Мыслитель ответил. Видно было, что барбартец удивлен.
Он присел на соседнюю скамейку.
- Ты второй посетитель из дальних мест на этой неделе.
Другой был посланцем с Луны. Они, знаешь ли, здорово
изменились, эти луняне. Высокие, тонкие стали, как пальмы,
красивые лица. Одеваются в металлические ткани. Он сказал,
что летел к нам много недель...
Когда барбартец вторично упомянул неизвестное слово
"неделя", Мыслитель повернул к нему голову и посмотрел на
него.
- Извини меня, - начал он, - но мне, чужестранцу, занятно
слышать некоторые здешние слова. Что вы имеете в виду под
словом "неделя"?
- Ну... неделя... семь дней - что ж еще?
Мыслитель вежливо улыбнулся:
- Ну вот, пожалуйста. Другое слово - "дни". Что это
такое - "дни"?
Барбартец почесал затылок, сморщил лицо.

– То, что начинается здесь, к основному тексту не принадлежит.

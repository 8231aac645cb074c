//! Persistence adapters.
//!
//! [`BoardStorage`] is the single contract the rest of the crate talks to.
//! Two implementations exist:
//!
//! - [`RemoteStorage`]: one REST request per call, used when the user is
//!   signed in.
//! - [`LocalStorage`]: a JSON document on the device, read, modified and
//!   written back whole on every call. Used for guests.
//!
//! The adapter is picked once per session by [`open`] and never swapped.

use crate::config::Config;
use crate::error::Result;
use crate::types::{
    Board, BoardId, BoardPatch, BoardSummary, Card, CardId, CardPatch, CardPlacement, Column,
    ColumnId, ColumnPatch, NewBoard, NewCard, NewColumn, UserPreferences,
};
use async_trait::async_trait;
use serde::{Deserialize, Serialize};
use std::sync::Arc;
use tracing::info;

mod local;
mod migrate;
mod remote;

pub use local::{LocalStorage, Snapshot, SNAPSHOT_FILE_NAME};
pub use remote::RemoteStorage;

/// Which adapter a session runs on
#[derive(Debug, Clone, Copy, PartialEq, Eq, Serialize, Deserialize)]
#[serde(rename_all = "snake_case")]
pub enum StorageMode {
    /// Authenticated, REST backend
    Remote,
    /// Guest, on-device storage
    Local,
}

/// Operations every persistence backend provides.
#[async_trait]
pub trait BoardStorage: Send + Sync {
    /// Which backend this is (for logging and the UI badge)
    fn mode(&self) -> StorageMode;

    /// Boards without their columns, in order
    async fn list_boards(&self) -> Result<Vec<BoardSummary>>;

    /// Every board populated with columns and cards, in order
    async fn load_boards(&self) -> Result<Vec<Board>>;

    async fn get_board_details(&self, id: &BoardId) -> Result<Board>;
    async fn create_board(&self, data: &NewBoard) -> Result<Board>;
    async fn update_board(&self, id: &BoardId, patch: &BoardPatch) -> Result<Board>;

    /// Cascades to the board's columns and cards
    async fn delete_board(&self, id: &BoardId) -> Result<()>;

    /// Assign `order = index` to each listed board
    async fn reorder_boards(&self, ordered: &[BoardId]) -> Result<()>;

    async fn create_column(&self, board_id: &BoardId, data: &NewColumn) -> Result<Column>;
    async fn update_column(&self, id: &ColumnId, patch: &ColumnPatch) -> Result<Column>;

    /// Cascades to the column's cards
    async fn delete_column(&self, id: &ColumnId) -> Result<()>;

    async fn reorder_columns(&self, board_id: &BoardId, ordered: &[ColumnId]) -> Result<()>;

    async fn create_card(&self, column_id: &ColumnId, data: &NewCard) -> Result<Card>;
    async fn update_card(&self, id: &CardId, patch: &CardPatch) -> Result<Card>;
    async fn delete_card(&self, id: &CardId) -> Result<()>;

    /// Apply final column/order placements for moved cards
    async fn reorder_cards(&self, board_id: &BoardId, placements: &[CardPlacement])
        -> Result<()>;

    async fn get_preferences(&self) -> Result<UserPreferences>;
    async fn update_preferences(&self, prefs: &UserPreferences) -> Result<UserPreferences>;
}

/// Open the adapter the configuration calls for.
pub fn open(config: &Config) -> Result<Arc<dyn BoardStorage>> {
    let storage: Arc<dyn BoardStorage> = match config.mode() {
        StorageMode::Remote => Arc::new(RemoteStorage::from_config(config)?),
        StorageMode::Local => Arc::new(LocalStorage::new(&config.data_dir)),
    };
    info!(mode = ?storage.mode(), "opened board storage");
    Ok(storage)
}
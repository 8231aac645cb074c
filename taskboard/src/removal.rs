//! Deferred removal of cards and columns.
//!
//! Removing something is two-phase: it is first marked *exiting* (the UI
//! plays its exit transition) and only leaves the store once its deadline
//! has passed. The queue holds no timers of its own; the owner asks for
//! [`RemovalQueue::next_deadline`] and collects due targets with
//! [`RemovalQueue::take_due`].

use crate::types::{Board, BoardId, CardId, ColumnId};
use std::time::Duration;
use tokio::time::Instant;
use tracing::debug;

/// Something waiting to be removed, with the board it lives on
#[derive(Debug, Clone, PartialEq, Eq, Hash)]
pub enum RemovalTarget {
    Card { board: BoardId, id: CardId },
    Column { board: BoardId, id: ColumnId },
}

impl RemovalTarget {
    pub fn board(&self) -> &BoardId {
        match self {
            Self::Card { board, .. } | Self::Column { board, .. } => board,
        }
    }

    /// The board without the target; `None` when it is already gone.
    ///
    /// Removing a column takes its cards with it. Sibling orders are left
    /// as they are.
    pub fn remove_from(&self, board: &Board) -> Option<Board> {
        let mut next = board.clone();
        match self {
            Self::Card { id, .. } => {
                let column = next.columns.iter_mut().find(|c| c.card(id).is_some())?;
                column.cards.retain(|c| &c.id != id);
            }
            Self::Column { id, .. } => {
                next.column(id)?;
                next.columns.retain(|c| &c.id != id);
            }
        }
        Some(next)
    }
}

#[derive(Debug)]
struct Pending {
    target: RemovalTarget,
    due: Instant,
}

/// Targets in their exit phase, ordered by deadline
#[derive(Debug)]
pub struct RemovalQueue {
    delay: Duration,
    pending: Vec<Pending>,
}

impl RemovalQueue {
    pub fn new(delay: Duration) -> Self {
        Self {
            delay,
            pending: Vec::new(),
        }
    }

    pub fn delay(&self) -> Duration {
        self.delay
    }

    /// Start the exit phase. Marking an exiting target again keeps its
    /// original deadline.
    pub fn mark(&mut self, target: RemovalTarget) -> Instant {
        if let Some(existing) = self.pending.iter().find(|p| p.target == target) {
            return existing.due;
        }
        let due = Instant::now() + self.delay;
        debug!(?target, "marked for removal");
        self.pending.push(Pending { target, due });
        due
    }

    /// Abort the exit phase; the target stays
    pub fn cancel(&mut self, target: &RemovalTarget) -> bool {
        let before = self.pending.len();
        self.pending.retain(|p| &p.target != target);
        self.pending.len() != before
    }

    /// Abort a card's exit whichever board it is on
    pub fn cancel_card(&mut self, card: &CardId) -> bool {
        let before = self.pending.len();
        self.pending
            .retain(|p| !matches!(&p.target, RemovalTarget::Card { id, .. } if id == card));
        self.pending.len() != before
    }

    pub fn is_exiting(&self, target: &RemovalTarget) -> bool {
        self.pending.iter().any(|p| &p.target == target)
    }

    pub fn is_card_exiting(&self, card: &CardId) -> bool {
        self.pending
            .iter()
            .any(|p| matches!(&p.target, RemovalTarget::Card { id, .. } if id == card))
    }

    pub fn is_column_exiting(&self, column: &ColumnId) -> bool {
        self.pending
            .iter()
            .any(|p| matches!(&p.target, RemovalTarget::Column { id, .. } if id == column))
    }

    pub fn next_deadline(&self) -> Option<Instant> {
        self.pending.iter().map(|p| p.due).min()
    }

    /// Remove and return every target whose deadline is at or before `now`,
    /// earliest first.
    pub fn take_due(&mut self, now: Instant) -> Vec<RemovalTarget> {
        let (mut due, rest): (Vec<_>, Vec<_>) =
            self.pending.drain(..).partition(|p| p.due <= now);
        self.pending = rest;
        due.sort_by_key(|p| p.due);
        due.into_iter().map(|p| p.target).collect()
    }

    /// Drop everything pending on a board (e.g. the board itself is gone)
    pub fn forget_board(&mut self, board: &BoardId) {
        self.pending.retain(|p| p.target.board() != board);
    }

    pub fn len(&self) -> usize {
        self.pending.len()
    }

    pub fn is_empty(&self) -> bool {
        self.pending.is_empty()
    }
}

Это был человек
средних лет, сутуловатый, одет он был в просторную одежду из
желтой ткани. Он поставил кружку и поманил Мыслителя рукой.
- Пойдем со мной, я тебе все покажу.
- Это доставит мне большое удовольствие, - с
благодарностью сказал Мыслитель. Он допил вино и позвал
девушку. Когда она подошла, он попросил ее присмотреть за
его конягой, а также приготовить ему постель, поскольку он
проведет здесь следующее темное время.
Барбартец представился, звали его Мокоф. Он взял
Мыслителя за локоть и повел через квадратные, треугольные и
круглые площади, образованные домами, пока они не пришли
наконец на большую центральную площадь, где оказались перед
тем необыкновенным пульсирующим устройством из блестящей
меди.
- Эта машина дает городу жизнь, - сказал Мокоф. - Она
также регулирует наши жизни. - Он указал на диск, который
Мыслитель видел раньше. - Знаешь, мой друг, что это такое?

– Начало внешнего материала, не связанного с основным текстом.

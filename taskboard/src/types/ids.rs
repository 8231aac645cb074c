//! Identifier newtypes for boards, columns and cards.
//!
//! New identifiers are ULIDs. Identifiers coming back from storage are kept
//! verbatim: data written by older clients used other formats, so `parse`
//! only checks that the value is safe to embed in a URL path.

use crate::error::{Result, TaskboardError};
use serde::{Deserialize, Serialize};
use std::fmt;

const MAX_ID_LEN: usize = 64;

fn is_valid_id(s: &str) -> bool {
    !s.is_empty()
        && s.len() <= MAX_ID_LEN
        && s
            .bytes()
            .all(|b| b.is_ascii_alphanumeric() || b == b'-' || b == b'_')
}

macro_rules! define_id {
    ($(#[$meta:meta])* $name:ident, $kind:literal) => {
        $(#[$meta])*
        #[derive(Debug, Clone, PartialEq, Eq, Hash, PartialOrd, Ord, Serialize, Deserialize)]
        #[serde(transparent)]
        pub struct $name(String);

        impl $name {
            /// Generate a fresh ULID-based identifier
            pub fn new() -> Self {
                Self(ulid::Ulid::new().to_string())
            }

            /// Wrap a string without validation (trusted sources only)
            pub fn from_string(s: impl Into<String>) -> Self {
                Self(s.into())
            }

            /// Validate and wrap user or network supplied input
            pub fn parse(s: impl Into<String>) -> Result<Self> {
                let s = s.into();
                if is_valid_id(&s) {
                    Ok(Self(s))
                } else {
                    Err(TaskboardError::InvalidId { kind: $kind, id: s })
                }
            }

            /// Re-check the format of an identifier of unknown provenance
            pub fn validate(&self) -> Result<()> {
                if is_valid_id(&self.0) {
                    Ok(())
                } else {
                    Err(TaskboardError::InvalidId {
                        kind: $kind,
                        id: self.0.clone(),
                    })
                }
            }

            pub fn as_str(&self) -> &str {
                &self.0
            }
        }

        impl Default for $name {
            fn default() -> Self {
                Self::new()
            }
        }

        impl fmt::Display for $name {
            fn fmt(&self, f: &mut fmt::Formatter<'_>) -> fmt::Result {
                f.write_str(&self.0)
            }
        }

        impl From<&str> for $name {
            fn from(s: &str) -> Self {
                Self(s.to_string())
            }
        }

        impl From<String> for $name {
            fn from(s: String) -> Self {
                Self(s)
            }
        }
    };
}

define_id!(
    /// Identifier of a board
    BoardId,
    "board"
);
define_id!(
    /// Identifier of a column
    ColumnId,
    "column"
);
define_id!(
    /// Identifier of a card
    CardId,
    "card"
);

- Нет. Боюсь, что нет. Ты не мог бы объяснить?
- Это устройство называется "часы". Оно измеряет отрезки
дня, каждый отрезок называется "час". - Он остановился,
видя, что Мыслитель в растерянности. - Иначе говоря, оно
измеряет время.
- А-а! Наконец-то понял. Однако это странно, оно же не
может измерить большое количество времени при таком
маленьком круге. Как же поток времени?
- Мы называем период солнечного света "день", а период
темноты - "ночь". И каждый делим на двенадцать часов...
- Тогда период солнечного света равен периоду темноты? Я
всегда думал...
- Нет, мы считаем их равными для удобства, хотя это и не
так. Так вот, эти двенадцать частей мы называем часами.

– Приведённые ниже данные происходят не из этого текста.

//! Board lifecycle: create, rename, two-phase delete, reorder

use super::Session;
use crate::error::{Result, TaskboardError};
use crate::reorder;
use crate::types::{require_title, Board, BoardId, NewBoard, NewColumn};
use tracing::info;

/// Title of a board created without one
pub const DEFAULT_BOARD_TITLE: &str = "New Board";

/// Every new board starts with this single column
pub const DEFAULT_COLUMN_TITLE: &str = "To Do";

/// First phase of a board delete, shown to the user for confirmation
#[derive(Debug, Clone, PartialEq, Eq)]
pub struct BoardDeleteRequest {
    pub board: BoardId,
    pub title: String,
    /// Cards that go with it
    pub cards: usize,
}

impl Session {
    /// Create a board with one default column and make it active.
    ///
    /// The board is flagged for inline rename (see
    /// [`take_pending_rename`](Self::take_pending_rename)).
    pub async fn create_board(&mut self, title: Option<&str>) -> Result<BoardId> {
        let title = title
            .map(str::trim)
            .filter(|t| !t.is_empty())
            .unwrap_or(DEFAULT_BOARD_TITLE);
        let data = NewBoard::new(title).with_columns(vec![NewColumn::new(DEFAULT_COLUMN_TITLE)]);

        let mut board = self.store.storage().create_board(&data).await?;
        board.sort();
        let id = board.id.clone();

        self.store.mutate_boards(|boards: &[Board]| {
            let mut next = boards.to_vec();
            board.order = next.len();
            next.push(board);
            next
        });
        self.store.set_active_board(Some(&id));
        self.remember_active_board();
        self.pending_rename = Some(id.clone());

        info!(board = %id, title, "created board");
        Ok(id)
    }

    /// Board the UI should open for title editing, once
    pub fn take_pending_rename(&mut self) -> Option<BoardId> {
        self.pending_rename.take()
    }

    pub fn rename_board(&mut self, id: &BoardId, title: &str) -> Result<()> {
        let title = require_title("title", title)?;
        if self.store.board(id).is_none() {
            return Err(TaskboardError::BoardNotFound { id: id.to_string() });
        }
        self.store.mutate_board(id, |board| Board {
            title,
            ..board.clone()
        });
        if self.pending_rename.as_ref() == Some(id) {
            self.pending_rename = None;
        }
        Ok(())
    }

    /// Ask to delete a board. Nothing changes until the request is
    /// confirmed.
    pub fn request_board_delete(&mut self, id: &BoardId) -> Result<BoardDeleteRequest> {
        let board = self
            .store
            .board(id)
            .ok_or_else(|| TaskboardError::BoardNotFound { id: id.to_string() })?;
        let request = BoardDeleteRequest {
            board: board.id.clone(),
            title: board.title.clone(),
            cards: board.cards().count(),
        };
        self.pending_board_delete = Some(request.clone());
        Ok(request)
    }

    pub fn pending_board_delete(&self) -> Option<&BoardDeleteRequest> {
        self.pending_board_delete.as_ref()
    }

    pub fn cancel_board_delete(&mut self) {
        self.pending_board_delete = None;
    }

    /// Delete the board named by a pending request.
    ///
    /// Surviving boards are renumbered and their order persisted. Returns
    /// the board that is active afterwards.
    pub fn confirm_board_delete(
        &mut self,
        request: &BoardDeleteRequest,
    ) -> Result<Option<BoardId>> {
        if self.pending_board_delete.as_ref() != Some(request) {
            return Err(TaskboardError::Validation {
                message: format!("board delete of {} was not requested", request.board),
            });
        }
        self.pending_board_delete = None;
        let id = &request.board;
        if self.store.board(id).is_none() {
            return Err(TaskboardError::BoardNotFound { id: id.to_string() });
        }

        let was_active = self.store.active_board_id() == Some(id);
        if was_active {
            self.drag.cancel(&mut self.store);
            self.editing_card = None;
            self.pending_column_delete = None;
        }
        self.removals.forget_board(id);

        self.store.mutate_boards(|boards: &[Board]| {
            let mut next: Vec<Board> = boards.iter().filter(|b| &b.id != id).cloned().collect();
            reorder::renumber(&mut next);
            next
        });
        if self.pending_rename.as_ref() == Some(id) {
            self.pending_rename = None;
        }
        self.remember_active_board();

        info!(board = %id, "deleted board");
        Ok(self.store.active_board_id().cloned())
    }

    /// Move a board onto another board's position in the list
    pub fn move_board(&mut self, active: &BoardId, over: &BoardId) -> bool {
        self.store
            .mutate_boards(|boards: &[Board]| reorder::move_board(boards, active, over))
    }
}

#[cfg(test)]
mod tests {
    use crate::config::Config;
    use crate::session::{Session, DEFAULT_COLUMN_TITLE};
    use crate::storage::{BoardStorage, LocalStorage};
    use std::sync::Arc;
    use tempfile::TempDir;

    async fn session() -> (TempDir, Arc<dyn BoardStorage>, Session) {
        let temp = TempDir::new().unwrap();
        let storage: Arc<dyn BoardStorage> = Arc::new(LocalStorage::new(temp.path()));
        let session = Session::open(Arc::clone(&storage), &Config::default())
            .await
            .unwrap();
        (temp, storage, session)
    }

    #[tokio::test]
    async fn test_create_board_defaults() {
        let (_temp, storage, mut session) = session().await;
        let id = session.create_board(None).await.unwrap();

        let board = session.active_board().unwrap();
        assert_eq!(board.id, id);
        assert_eq!(board.order, 0);
        assert_eq!(board.columns.len(), 1);
        assert_eq!(board.columns[0].title, DEFAULT_COLUMN_TITLE);
        assert_eq!(session.take_pending_rename(), Some(id.clone()));
        assert_eq!(session.take_pending_rename(), None);

        session.flush().await;
        let prefs = storage.get_preferences().await.unwrap();
        assert_eq!(prefs.last_active_board_id, Some(id));
    }

    #[tokio::test]
    async fn test_rename_rejects_blank() {
        let (_temp, _storage, mut session) = session().await;
        let id = session.create_board(Some("Work")).await.unwrap();
        let revision = session.store().revision();

        let err = session.rename_board(&id, "   ").unwrap_err();
        assert!(err.is_validation());
        assert_eq!(session.store().revision(), revision);

        session.rename_board(&id, "  Home ").unwrap();
        assert_eq!(session.active_board().unwrap().title, "Home");
    }

    #[tokio::test]
    async fn test_delete_needs_matching_request() {
        let (_temp, _storage, mut session) = session().await;
        let id = session.create_board(Some("Work")).await.unwrap();
        let request = session.request_board_delete(&id).unwrap();
        session.cancel_board_delete();

        assert!(session.confirm_board_delete(&request).is_err());
        assert_eq!(session.boards().len(), 1);
    }

    #[tokio::test]
    async fn test_move_board_persists_full_order() {
        let (_temp, storage, mut session) = session().await;
        let a = session.create_board(Some("A")).await.unwrap();
        let b = session.create_board(Some("B")).await.unwrap();
        let c = session.create_board(Some("C")).await.unwrap();

        assert!(session.move_board(&c, &a));
        assert!(!session.move_board(&c, &c));
        session.flush().await;

        let ids: Vec<_> = storage
            .list_boards()
            .await
            .unwrap()
            .into_iter()
            .map(|s| s.id)
            .collect();
        assert_eq!(ids, vec![c, a, b]);
    }
}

Когда стрелки доходят до двенадцати, они начинают снова счет
по кругу...
- Фантастика! - поразился Мыслитель. - Ты имеешь в
виду, что вы запускаете по кругу один и тот же период
времени снова и снова. Превосходная идея. Удивительно! Не
думал, что это возможно.
- Не совсем так, - терпеливо продолжил Мокоф. - Далее,
час разделен на шестьдесят единиц, они называются минутами.
Минуты также разделены на шестьдесят единиц, каждая
называется секундой. Секунды - это...
- Постой, постой! Я поражен, я совершенно сбит с толку!
Надо же, как вы властвуете над потоком времени, раз вы
можете манипулировать им по своему желанию! Расскажите мне,
как вы это делаете. Хронарх в Ланжис-Лиго испытал бы
священный трепет, узнай он о вашем открытии.
- Ты не понял, мой друг. Мы не властвуем над временем.
Если кто и властен, то скорее оно над нами. А мы просто
измеряем его.
- Не властны... Но если так, то почему же?.. -
Мыслитель остановился, не в состоянии уловить логику
сказанного барбартцем. - Ты же говоришь мне, что вы
пускаете по кругу определенный период времени, который вы
делите на двенадцать. Да еще, как ты говоришь, вы
запускаете по новой и более короткий период и даже еще более
короткий. Но это сразу стало бы очевидным, если бы было
правдой, так как вы в жизни стали бы повторять снова и снова
одни и те же действия. Или, если вы используете одно и то
же время, но сами не зависите от него, то уже Солнце
перестало бы двигаться по небу - но, я вижу, оно все
движется. Положим, вы можете освободиться из-под влияния
времени. Но мне так не кажется, поскольку этот инструмент,
- он указал на часы, - оказывает влияние на весь город.
Или, опять же, если это природный дар, то почему тогда мы в
Ланжис-Лиго тратим столько сил и средств на изучение
времени, тогда как вы умеете подчинять его себе?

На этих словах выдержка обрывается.